Üst kattan her gün yemek getiren gelinine yük olmamak için bulaşıkları kendi yıkıyor. Fakat dediğine göre bu bulaşık deterjanları çok kötü ve elleri yaralanmış. Ama anlıyoruz ki her seferinde çamaşır suyu dökmüş ve yıkarken elleri tahriş olmuş. Elindeki yaraları göstermek için uzattığında, eli âdeta sizinle konuşuyor. Toprakla, bahçeyle hemhâl olan insanın elleri de nereye giderse gitsin şâhitlik yapıyor ona. Ellerinin bazı yerleri geçip gitmiş yaraların izlerini taşırken, bir yandan sevdiği saçların, açtığı su kuyularının, sağlık ocağı yapılırken koyduğu tuğlaların izlerini de gizlice fısıldıyor. On parmağının artık başka bir âlemde konuşmak için susup dinlenmeye çekildiğini, Ferhat dedenin artık iş yapmakta zorlandığından anlıyoruz.

Her zaman çok yardımsever olmuş ve bunun karşılığını Allah ona yaşarken vermiş. Bir gün elindeki bir koli yumurta ile birlikte minibüsle eve dönüyormuş. Sesi yavaş yavaş değişen minibüs bir anda kaza yapmış ve her şey bir yana savrulmuş, yaralananlar olmuş. Fakat ne ona, ne de elindeki yumurtalara bir şey olmuş. Bu yüzden hep iyi niyetli ve yardımsever olmayı öğütler.

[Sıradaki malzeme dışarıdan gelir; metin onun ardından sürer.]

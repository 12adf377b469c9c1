//! OrchestratorBuilder - Orchestrator の構築とワイヤリング
//!
//! # Fail-fast 設計
//! - expect_actions() で期待されるアクション名を登録
//! - build() 時に「期待集合 ⊆ 登録済み集合」をチェック
//! - ストアや handler が欠けていれば BuildError を返す

use std::sync::Arc;

use tokio::sync::watch;

use super::orchestrator::{Orchestrator, Parts};
use super::registry::{ActionRegistry, RegistryError};
use crate::config::{ConfigError, EngineConfig};
use crate::domain::{InstanceId, Visibility};
use crate::impls::{IntervalFrames, LogNotifier};
use crate::ports::{
    BroadcastChannel, Clock, FrameClock, HostSink, IdGenerator, NoopHost, Notifier, SystemClock,
    TaskHandler, TaskStore, UlidGenerator,
};

/// OrchestratorBuilder は Orchestrator を構築
///
/// # 使用例
/// ```ignore
/// let engine = OrchestratorBuilder::new()
///     .store(Arc::new(RedbTaskStore::new("shuttle.redb")))
///     .register("createSheet", create_sheet)?
///     .expect_actions(&["createSheet"])
///     .build()?;
/// engine.initialize().await?;
/// ```
pub struct OrchestratorBuilder {
    registry: ActionRegistry,
    expected_actions: Option<Vec<String>>,
    store: Option<Arc<dyn TaskStore>>,
    host: Option<Arc<dyn HostSink>>,
    notifier: Option<Arc<dyn Notifier>>,
    frames: Option<Arc<dyn FrameClock>>,
    channel: Option<Arc<dyn BroadcastChannel>>,
    clock: Option<Arc<dyn Clock>>,
    instance_id: Option<InstanceId>,
    visibility: Option<watch::Receiver<Visibility>>,
    config: EngineConfig,
}

/// BuildError は構築時のエラー
#[derive(Debug, thiserror::Error)]
pub enum BuildError {
    #[error("missing actions: {0:?}. These actions were expected but not registered.")]
    MissingActions(Vec<String>),

    #[error("no task store configured")]
    MissingStore,

    #[error("no task handler registered")]
    MissingHandler,

    #[error(transparent)]
    Config(#[from] ConfigError),
}

impl OrchestratorBuilder {
    pub fn new() -> Self {
        Self {
            registry: ActionRegistry::new(),
            expected_actions: None,
            store: None,
            host: None,
            notifier: None,
            frames: None,
            channel: None,
            clock: None,
            instance_id: None,
            visibility: None,
            config: EngineConfig::default(),
        }
    }

    pub fn config(mut self, config: EngineConfig) -> Self {
        self.config = config;
        self
    }

    pub fn store(mut self, store: Arc<dyn TaskStore>) -> Self {
        self.store = Some(store);
        self
    }

    /// Handler for one action name.
    pub fn register<H: TaskHandler>(
        mut self,
        action: impl Into<String>,
        handler: H,
    ) -> Result<Self, RegistryError> {
        self.registry.register(action, handler)?;
        Ok(self)
    }

    /// Handler for every action without a dedicated registration.
    pub fn handler<H: TaskHandler>(mut self, handler: H) -> Self {
        self.registry.set_fallback(handler);
        self
    }

    /// Replace the whole registry.
    pub fn registry(mut self, registry: ActionRegistry) -> Self {
        self.registry = registry;
        self
    }

    pub fn expect_actions(mut self, actions: &[&str]) -> Self {
        self.expected_actions = Some(actions.iter().map(|a| a.to_string()).collect());
        self
    }

    pub fn host(mut self, host: Arc<dyn HostSink>) -> Self {
        self.host = Some(host);
        self
    }

    pub fn notifier(mut self, notifier: Arc<dyn Notifier>) -> Self {
        self.notifier = Some(notifier);
        self
    }

    pub fn frames(mut self, frames: Arc<dyn FrameClock>) -> Self {
        self.frames = Some(frames);
        self
    }

    /// Sibling instances share this channel. Without one the engine runs single-instance.
    pub fn channel(mut self, channel: Arc<dyn BroadcastChannel>) -> Self {
        self.channel = Some(channel);
        self
    }

    pub fn clock(mut self, clock: Arc<dyn Clock>) -> Self {
        self.clock = Some(clock);
        self
    }

    pub fn instance_id(mut self, id: impl Into<InstanceId>) -> Self {
        self.instance_id = Some(id.into());
        self
    }

    /// Foreground / background source. Defaults to always foreground.
    pub fn visibility(mut self, visibility: watch::Receiver<Visibility>) -> Self {
        self.visibility = Some(visibility);
        self
    }

    pub fn build(self) -> Result<Orchestrator, BuildError> {
        self.config.validate()?;

        if let Some(expected) = &self.expected_actions {
            let registered = self.registry.registered_actions();
            let missing: Vec<String> = expected
                .iter()
                .filter(|a| !registered.contains(a))
                .cloned()
                .collect();
            if !missing.is_empty() {
                return Err(BuildError::MissingActions(missing));
            }
        }
        if self.registry.registered_actions().is_empty() && !self.registry.has_fallback() {
            return Err(BuildError::MissingHandler);
        }
        let store = self.store.ok_or(BuildError::MissingStore)?;

        let clock = self.clock.unwrap_or_else(|| Arc::new(SystemClock));
        let instance_id = self
            .instance_id
            .unwrap_or_else(|| UlidGenerator::new(clock.clone()).generate_instance_id());
        let (visibility, visibility_tx) = match self.visibility {
            Some(rx) => (rx, None),
            None => {
                let (tx, rx) = watch::channel(Visibility::Foreground);
                (rx, Some(tx))
            }
        };
        let frames = self
            .frames
            .unwrap_or_else(|| Arc::new(IntervalFrames::new(self.config.frame_interval())));

        Ok(Orchestrator::from_parts(Parts {
            store,
            handler: Arc::new(self.registry),
            host: self.host.unwrap_or_else(|| Arc::new(NoopHost)),
            notifier: self.notifier.unwrap_or_else(|| Arc::new(LogNotifier::new())),
            frames,
            channel: self.channel,
            clock,
            instance_id,
            visibility,
            visibility_tx,
            config: self.config,
        }))
    }
}

impl Default for OrchestratorBuilder {
    fn default() -> Self {
        Self::new()
    }
}

#[cfg(test)]
mod tests {
    use super::*;
    use crate::domain::Task;
    use crate::impls::InMemoryTaskStore;
    use serde_json::{json, Value};

    fn ok(_: &Task) -> Result<Value, String> {
        Ok(json!(true))
    }

    #[test]
    fn build_success() {
        let engine = OrchestratorBuilder::new()
            .store(Arc::new(InMemoryTaskStore::new()))
            .register("createSheet", ok)
            .unwrap()
            .expect_actions(&["createSheet"])
            .instance_id("a1")
            .build();
        assert!(engine.is_ok());
        assert_eq!(engine.unwrap().instance_id(), &InstanceId::new("a1"));
    }

    #[test]
    fn build_missing_actions() {
        let engine = OrchestratorBuilder::new()
            .store(Arc::new(InMemoryTaskStore::new()))
            .register("createSheet", ok)
            .unwrap()
            .expect_actions(&["createSheet", "updateCell"])
            .build();
        assert!(matches!(
            engine,
            Err(BuildError::MissingActions(missing)) if missing == vec!["updateCell".to_string()]
        ));
    }

    #[test]
    fn build_requires_store_and_handler() {
        let no_store = OrchestratorBuilder::new().handler(ok).build();
        assert!(matches!(no_store, Err(BuildError::MissingStore)));

        let no_handler = OrchestratorBuilder::new()
            .store(Arc::new(InMemoryTaskStore::new()))
            .build();
        assert!(matches!(no_handler, Err(BuildError::MissingHandler)));
    }

    #[test]
    fn build_rejects_invalid_config() {
        let config = EngineConfig {
            batch_size: 0,
            ..EngineConfig::default()
        };
        let engine = OrchestratorBuilder::new()
            .store(Arc::new(InMemoryTaskStore::new()))
            .handler(ok)
            .config(config)
            .build();
        assert!(matches!(engine, Err(BuildError::Config(_))));
    }

    #[test]
    fn generated_instance_ids_are_ulids() {
        let engine = OrchestratorBuilder::new()
            .store(Arc::new(InMemoryTaskStore::new()))
            .handler(ok)
            .build()
            .unwrap();
        assert_eq!(engine.instance_id().as_str().len(), 26);
    }
}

Hem cömerttir de... Cennet’e cömert olanların gireceği ayrı bir kapı olduğunu söyler ve umutla gözlerini öne eğer.

Ferhat dedeye baktığınızda göreceğiniz ve göremeyeceğiniz bir şeyler var. Üstünden hiç çıkarmadığı yeleği ve yeleğin içindeki ceplerde sakladığı şeyler… Bunlardan ilki; büyük harflerle eski ilâç kutusunu yırtıp beyaz tarafına yazdığı ezan vakitlerini taşıyan ve her gün birer dakika değişen vakitlere ancak iki üç hafta sonra ayak uydurduğu namaz vakti kâğıdı… O kâğıda baktığında sabah yerine “zabah”, yatsı yerine “yasdı” yazdığını gördüğünde insanın içi hayli değişik oluyor. En saf ifadesiyle, masumiyet... Daha sonra rulo hâline getirip büzgülü bir keseye koyduğu beşlik ve onluklar… Yavaş hareketlerle onları cebinden çıkarıp içinden bir miktar aldıktan sonra yine aynı titizlikle yerine koyması, izlendikçe keyif verecek şeylerden.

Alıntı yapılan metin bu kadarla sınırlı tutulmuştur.